DATA SCIENCE Training Course Content

Spread the love

Data Science Training Course Content Details

What is Data Science

Data science, additionally referred to as data-driven science, is Associate in Nursing knowledge base field concerning scientific ways, processes and systems to extract data or insights from information in varied forms, either structured or unstructured, like data Discovery in Databases (KDD).

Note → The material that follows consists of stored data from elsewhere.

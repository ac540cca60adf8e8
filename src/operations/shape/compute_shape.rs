use crate::error::Result;
use crate::geometry::curve::Bezier7;
use crate::geometry::ControlPointSet;
use crate::math::Point2;
use crate::operations::solve::{SolveLambda, SolverParams};
use crate::tessellation::{Polyline, SampleCurve, SamplingParams};

/// Computes the sampled rope polyline for a set of interior control points.
///
/// # Algorithm
///
/// 1. Solve λ so the curve's sampled length matches `target_length`
/// 2. Scale each interior point's offset from the anchor line by λ
/// 3. Sample the degree-7 curve `[start, adjusted…, end]`
///
/// The solver and the final sampling share one step count, so the rendered
/// polyline has exactly the length the solver aimed for.
#[derive(Debug)]
pub struct ComputeShape {
    start: Point2,
    end: Point2,
    base_points: Vec<Point2>,
    target_length: f64,
    params: SolverParams,
}

impl ComputeShape {
    /// Creates a new shape computation with default solver parameters.
    #[must_use]
    pub fn new(start: Point2, end: Point2, base_points: Vec<Point2>, target_length: f64) -> Self {
        Self {
            start,
            end,
            base_points,
            target_length,
            params: SolverParams::default(),
        }
    }

    /// Sets the number of sampling steps for both solving and rendering.
    #[must_use]
    pub fn with_steps(mut self, steps: u32) -> Self {
        self.params.sampling = SamplingParams::new(steps);
        self
    }

    /// Replaces all solver parameters.
    #[must_use]
    pub fn with_params(mut self, params: SolverParams) -> Self {
        self.params = params;
        self
    }

    /// Executes the computation, returning the adjusted curve.
    ///
    /// # Errors
    ///
    /// - `GeometryError::ControlPointCount` if there are not exactly 6 base points
    /// - any error from [`SolveLambda::execute`]
    pub fn curve(&self) -> Result<Bezier7> {
        let base = ControlPointSet::try_from(self.base_points.as_slice())?;
        let solver = SolveLambda::new(base, self.start, self.end, self.target_length)
            .with_params(self.params);
        let lambda = solver.execute()?;
        Ok(solver.curve_at(lambda))
    }

    /// Executes the computation, returning `steps + 1` samples of the curve.
    ///
    /// # Errors
    ///
    /// - `GeometryError::ControlPointCount` if there are not exactly 6 base points
    /// - any error from [`SolveLambda::execute`]
    pub fn execute(&self) -> Result<Polyline> {
        let curve = self.curve()?;
        SampleCurve::new(&curve, self.params.sampling).execute()
    }
}
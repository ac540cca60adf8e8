use super::Point2;

/// Returns the orthogonal projection of `point` onto the infinite line
/// through `line_start` and `line_end`.
///
/// When the two line points coincide the line has no direction, and the
/// projection falls back to `line_start`.
#[must_use]
pub fn project_onto_line(point: &Point2, line_start: &Point2, line_end: &Point2) -> Point2 {
    let v = line_end - line_start;
    let len_sq = v.norm_squared();

    // Exact zero only: near-coincident endpoints still define a direction.
    let t = if len_sq > 0.0 {
        (point - line_start).dot(&v) / len_sq
    } else {
        0.0
    };

    line_start + v * t
}

/// Scales the perpendicular offset of `point` from the line through
/// `line_start` and `line_end` by `lambda`.
///
/// - `lambda = 1` returns `point` unchanged
/// - `lambda = 0` collapses `point` onto the line
/// - `lambda > 1` pushes it away, `0 < lambda < 1` pulls it closer
/// - `lambda < 0` mirrors it to the other side of the line
#[must_use]
pub fn adjust_point(point: &Point2, line_start: &Point2, line_end: &Point2, lambda: f64) -> Point2 {
    let foot = project_onto_line(point, line_start, line_end);
    foot + (point - foot) * lambda
}
use crate::math::Point2;

/// Estimates the arc length of a sampled curve.
///
/// The estimate is the sum of the chord lengths between consecutive
/// samples. For a smooth curve it never exceeds the true length, and
/// refining a sampling (adding points between existing ones) never
/// decreases it.
pub struct ArcLength<'a> {
    points: &'a [Point2],
}

impl<'a> ArcLength<'a> {
    /// Creates a new `ArcLength` query over the given samples.
    #[must_use]
    pub fn new(points: &'a [Point2]) -> Self {
        Self { points }
    }

    /// Executes the query, returning the summed chord length.
    ///
    /// Fewer than two samples have length `0`.
    #[must_use]
    pub fn execute(&self) -> f64 {
        self.points
            .windows(2)
            .map(|pair| (pair[1] - pair[0]).norm())
            .sum()
    }
}
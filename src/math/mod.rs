pub mod projection_2d;

/// 2D point type.
pub type Point2 = nalgebra::Point2<f64>;

/// 2D vector type.
pub type Vector2 = nalgebra::Vector2<f64>;
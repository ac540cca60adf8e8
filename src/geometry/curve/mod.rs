mod bezier7;

pub use bezier7::Bezier7;

use crate::math::Point2;

/// A parametric curve in the plane, sampled over `t` in `[0, 1]`.
///
/// Evaluation is total: parameters outside `[0, 1]` are not clamped and
/// simply extrapolate the defining polynomial.
pub trait Curve {
    /// Evaluates the curve at parameter `t`, returning the 2D point.
    fn evaluate(&self, t: f64) -> Point2;
}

Data science may be a “concept to unify statistics, information analysis and their connected methods” so as to “understand and analyze actual phenomena” with information. It employs techniques and theories drawn from several fields at intervals the broad areas of arithmetic, statistics, scientific discipline, and engineering science, specifically from the subdomains of machine learning, classification, cluster analysis, data processing, databases, and mental imageFor more info click here




Data science training in hyderabad kukatapally

Data science training in hyderabad kukatpally

SAP MDM Course Content

01.Introduction to Data Science

  • Need for Data Scientists
  • Foundation of Data Science
  • What is Business Intelligence
  • What is Data Analysis
  • What is Data Mining
  • What is Machine Learning
  • Analytics vs Data Science
  • Value Chain
  • Types of Analytics
  • Lifecycle Probability
  • Analytics Project Lifecycle

02.Data

  • Basis of Data Categorization
  • Types of Data
  • Data Collection Types
  • Forms of Data & Sources
  • Data Quality & Changes
  • Data Quality Issues
  • Data Quality Story
  • What is Data Architecture
  • Components of Data Architecture
  • OLTP vs OLAP
  • How is Data Stored?

03.Big Data

  • What is Big Data?
  • 5 Vs of Big Data
  • Big Data Architecture
  • Big Data Technologies
  • Big Data Challenge
  • Big Data Requirements
  • Big Data Distributed Computing & Complexity
  • Hadoop
  • Map Reduce Framework
  • Hadoop Ecosystem

04.Data Science Deep Dive

  • What Data Science is
  • Why Data Scientists are in demand
  • What is a Data Product
  • The growing need for Data Science
  • Large Scale Analysis Cost vs Storage
  • Data Science Skills
  • Data Science Use Cases
  • Data Science Project Life Cycle & Stages
  • Map Reduce Framework
  • Hadoop Ecosystem
  • Data Acuqisition
  • Where to source data
  • Techniques
  • Evaluating input data
  • Data formats
  • Data Quantity
  • Data Quality
  • Resolution Techniques
  • Data Transformation
  • File format Conversions
  • Annonymization

 

05.Intro to R Programming

  • Introduction to R
  • Business Analytics
  • Analytics concepts
  • The importance of R in analytics
  • R Language community and eco-system
  • Usage of R in industry
  • Installing R and other packages
  • Perform basic R operations using command line
  • Usage of IDE R Studio and various GUI




06.R Programming Concepts

  • The datatypes in R and its uses
  • Built-in functions in R
  • Subsetting methods
  • Summarize data using functions
  • Use of functions like head(), tail(), for inspecting data
  • Use-cases for problem solving using R

07.Data Manipulation in R

  • Various phases of Data Cleaning
  • Functions used in Inspection
  • Data Cleaning Techniques
  • Uses of functions involved
  • Use-cases for Data Cleaning using R

08.Data Import Techniques in R

  • Import data from spreadsheets and text files into R
  • Importing data from statistical formats
  • Packages installation for database import
  • Connecting to RDBMS from R using ODBC and basic SQL queries in R
  • Web Scraping
  • Other concepts on Data Import Techniques

09.Exploratory Data Analysis (EDA) using R

  • What is EDA?
  • Why do we need EDA?
  • Goals of EDA
  • Types of EDA
  • Implementing of EDA
  • Boxplots, cor() in R
  • EDA functions
  • Multiple packages in R for data analysis
  • Some fancy plots
  • Use-cases for EDA using R

10.Data Visualization in R

  • Story telling with Data
  • Principle tenets
  • Elements of Data Visualization
  • Infographics vs Data Visualization
  • Data Visualization & Graphical functions in R
  • Plotting Graphs
  • Customizing Graphical Parameters to improvise the plots
  • Various GUIs
  • Spatial Analysis
  • Other Visualization concepts

Data Science Training Demo





Contact Us for Data science Online and classroom training

venkat: 9059868766
email:[email protected]
Address: PlotNo 126/c,2nd floor,Street Number 4, Addagutta Society, Jal Vayu Vihar, Kukatpally, Hyderabad, Telangana 500085

Sharing is caring!

Updated: May 10, 2017 — 6:53 am

Leave a Reply

This site uses Akismet to reduce spam. Learn how your comment data is processed.